- _EXERCISE OBJECTIVE_:
Search the records for the string "advisory", then copy each line that has it.

***** STUDY MATERIAL *****

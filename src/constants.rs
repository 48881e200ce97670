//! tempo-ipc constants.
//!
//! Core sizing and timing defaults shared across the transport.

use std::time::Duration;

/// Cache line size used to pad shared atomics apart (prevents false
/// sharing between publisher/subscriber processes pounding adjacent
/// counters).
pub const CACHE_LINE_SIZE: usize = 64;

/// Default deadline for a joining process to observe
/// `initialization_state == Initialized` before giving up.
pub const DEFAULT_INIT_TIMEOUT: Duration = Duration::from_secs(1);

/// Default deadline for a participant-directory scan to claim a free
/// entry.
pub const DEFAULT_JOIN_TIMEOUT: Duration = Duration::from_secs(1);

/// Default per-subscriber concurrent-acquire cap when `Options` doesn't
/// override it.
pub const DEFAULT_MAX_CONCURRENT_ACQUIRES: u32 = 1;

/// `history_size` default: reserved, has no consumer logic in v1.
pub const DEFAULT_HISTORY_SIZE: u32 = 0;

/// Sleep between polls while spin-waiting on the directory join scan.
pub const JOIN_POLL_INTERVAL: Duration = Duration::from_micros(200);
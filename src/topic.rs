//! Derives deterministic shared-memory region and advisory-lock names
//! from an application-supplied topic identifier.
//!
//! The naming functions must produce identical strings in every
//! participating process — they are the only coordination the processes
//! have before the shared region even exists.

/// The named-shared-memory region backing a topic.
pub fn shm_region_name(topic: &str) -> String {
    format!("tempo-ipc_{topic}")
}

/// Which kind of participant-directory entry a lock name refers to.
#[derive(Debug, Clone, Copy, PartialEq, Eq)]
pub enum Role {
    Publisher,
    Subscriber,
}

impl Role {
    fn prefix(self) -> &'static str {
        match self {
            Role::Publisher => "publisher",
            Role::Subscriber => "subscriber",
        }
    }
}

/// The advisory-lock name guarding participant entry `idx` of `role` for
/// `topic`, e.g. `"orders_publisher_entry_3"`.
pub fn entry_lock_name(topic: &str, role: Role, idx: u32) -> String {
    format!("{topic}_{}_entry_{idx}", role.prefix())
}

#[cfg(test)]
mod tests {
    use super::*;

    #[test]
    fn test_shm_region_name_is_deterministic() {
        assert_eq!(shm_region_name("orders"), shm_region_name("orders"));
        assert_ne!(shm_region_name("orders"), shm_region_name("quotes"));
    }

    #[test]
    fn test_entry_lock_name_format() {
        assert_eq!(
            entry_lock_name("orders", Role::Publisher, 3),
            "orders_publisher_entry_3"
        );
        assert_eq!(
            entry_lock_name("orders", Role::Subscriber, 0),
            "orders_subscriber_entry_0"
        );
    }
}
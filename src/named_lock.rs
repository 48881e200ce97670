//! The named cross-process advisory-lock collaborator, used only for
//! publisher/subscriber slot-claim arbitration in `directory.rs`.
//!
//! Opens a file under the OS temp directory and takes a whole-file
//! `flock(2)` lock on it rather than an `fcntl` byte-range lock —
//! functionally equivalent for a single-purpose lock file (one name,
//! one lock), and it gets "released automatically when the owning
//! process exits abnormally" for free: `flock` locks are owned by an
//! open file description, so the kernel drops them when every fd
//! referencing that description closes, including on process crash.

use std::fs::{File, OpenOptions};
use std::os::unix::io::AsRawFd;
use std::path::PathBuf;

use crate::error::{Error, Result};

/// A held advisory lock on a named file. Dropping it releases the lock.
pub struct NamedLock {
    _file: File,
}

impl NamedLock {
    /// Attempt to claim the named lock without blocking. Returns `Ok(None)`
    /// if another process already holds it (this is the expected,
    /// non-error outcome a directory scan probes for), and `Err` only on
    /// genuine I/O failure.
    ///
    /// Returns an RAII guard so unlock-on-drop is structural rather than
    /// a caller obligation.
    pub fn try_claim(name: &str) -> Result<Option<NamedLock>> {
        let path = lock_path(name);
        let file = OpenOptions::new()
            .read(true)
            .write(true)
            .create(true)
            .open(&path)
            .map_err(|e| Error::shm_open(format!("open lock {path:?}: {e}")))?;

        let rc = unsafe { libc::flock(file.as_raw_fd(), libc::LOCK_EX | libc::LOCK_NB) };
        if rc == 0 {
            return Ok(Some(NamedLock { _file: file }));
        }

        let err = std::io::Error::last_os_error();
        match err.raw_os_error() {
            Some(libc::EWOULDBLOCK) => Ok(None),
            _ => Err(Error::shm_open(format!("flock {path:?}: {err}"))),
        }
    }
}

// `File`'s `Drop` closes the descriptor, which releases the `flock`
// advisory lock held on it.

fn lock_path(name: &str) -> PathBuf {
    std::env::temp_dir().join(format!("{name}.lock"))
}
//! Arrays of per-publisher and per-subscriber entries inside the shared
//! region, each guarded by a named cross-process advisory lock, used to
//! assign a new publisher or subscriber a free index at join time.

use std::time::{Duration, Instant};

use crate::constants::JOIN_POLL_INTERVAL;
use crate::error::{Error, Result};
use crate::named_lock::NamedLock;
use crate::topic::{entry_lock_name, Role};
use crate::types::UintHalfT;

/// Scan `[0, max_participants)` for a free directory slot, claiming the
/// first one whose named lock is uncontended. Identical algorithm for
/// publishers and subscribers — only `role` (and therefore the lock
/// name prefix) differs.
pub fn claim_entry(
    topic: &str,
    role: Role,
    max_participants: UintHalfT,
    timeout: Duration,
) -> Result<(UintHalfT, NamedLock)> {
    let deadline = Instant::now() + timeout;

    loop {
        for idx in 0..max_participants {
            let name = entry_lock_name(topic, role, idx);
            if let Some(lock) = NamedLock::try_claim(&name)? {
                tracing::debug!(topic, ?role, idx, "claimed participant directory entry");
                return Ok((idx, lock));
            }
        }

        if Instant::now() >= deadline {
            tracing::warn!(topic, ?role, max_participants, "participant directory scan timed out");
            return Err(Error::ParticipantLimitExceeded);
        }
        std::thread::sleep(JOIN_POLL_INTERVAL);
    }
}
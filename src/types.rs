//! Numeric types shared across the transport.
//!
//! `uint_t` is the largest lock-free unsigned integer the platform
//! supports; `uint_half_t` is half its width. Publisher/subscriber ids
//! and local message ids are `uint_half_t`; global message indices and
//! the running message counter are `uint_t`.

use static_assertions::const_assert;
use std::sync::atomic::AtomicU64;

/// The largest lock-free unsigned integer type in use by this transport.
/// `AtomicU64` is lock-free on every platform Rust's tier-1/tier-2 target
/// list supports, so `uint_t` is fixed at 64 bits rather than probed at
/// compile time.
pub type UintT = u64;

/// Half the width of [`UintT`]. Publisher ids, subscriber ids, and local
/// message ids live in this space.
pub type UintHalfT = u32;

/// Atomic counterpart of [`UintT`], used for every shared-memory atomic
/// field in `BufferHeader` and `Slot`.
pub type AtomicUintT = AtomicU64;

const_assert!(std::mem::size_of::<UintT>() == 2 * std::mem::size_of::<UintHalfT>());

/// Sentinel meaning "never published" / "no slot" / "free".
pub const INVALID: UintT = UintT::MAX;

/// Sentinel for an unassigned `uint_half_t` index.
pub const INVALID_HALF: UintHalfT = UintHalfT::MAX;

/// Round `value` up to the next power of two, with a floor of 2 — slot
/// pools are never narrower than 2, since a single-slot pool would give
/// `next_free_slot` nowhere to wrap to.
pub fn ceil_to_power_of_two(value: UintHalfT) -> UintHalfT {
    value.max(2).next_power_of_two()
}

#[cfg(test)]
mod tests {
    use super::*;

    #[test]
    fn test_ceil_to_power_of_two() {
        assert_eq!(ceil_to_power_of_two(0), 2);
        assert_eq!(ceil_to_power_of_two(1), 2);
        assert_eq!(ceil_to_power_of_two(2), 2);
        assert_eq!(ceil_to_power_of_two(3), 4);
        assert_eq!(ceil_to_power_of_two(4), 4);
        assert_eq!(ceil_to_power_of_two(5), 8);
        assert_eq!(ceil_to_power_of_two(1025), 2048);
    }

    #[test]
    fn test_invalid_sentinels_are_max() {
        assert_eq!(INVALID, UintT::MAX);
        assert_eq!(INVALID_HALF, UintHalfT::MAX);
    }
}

*****

- _RESPONSE AREA_:
//! Derives deterministic shared-memory region and advisory-lock names
/// The advisory-lock name guarding participant entry `idx` of `role` for
//! The named cross-process advisory-lock collaborator, used only for
/// A held advisory lock on a named file. Dropping it releases the lock.
// advisory lock held on it.
//! region, each guarded by a named cross-process advisory lock, used to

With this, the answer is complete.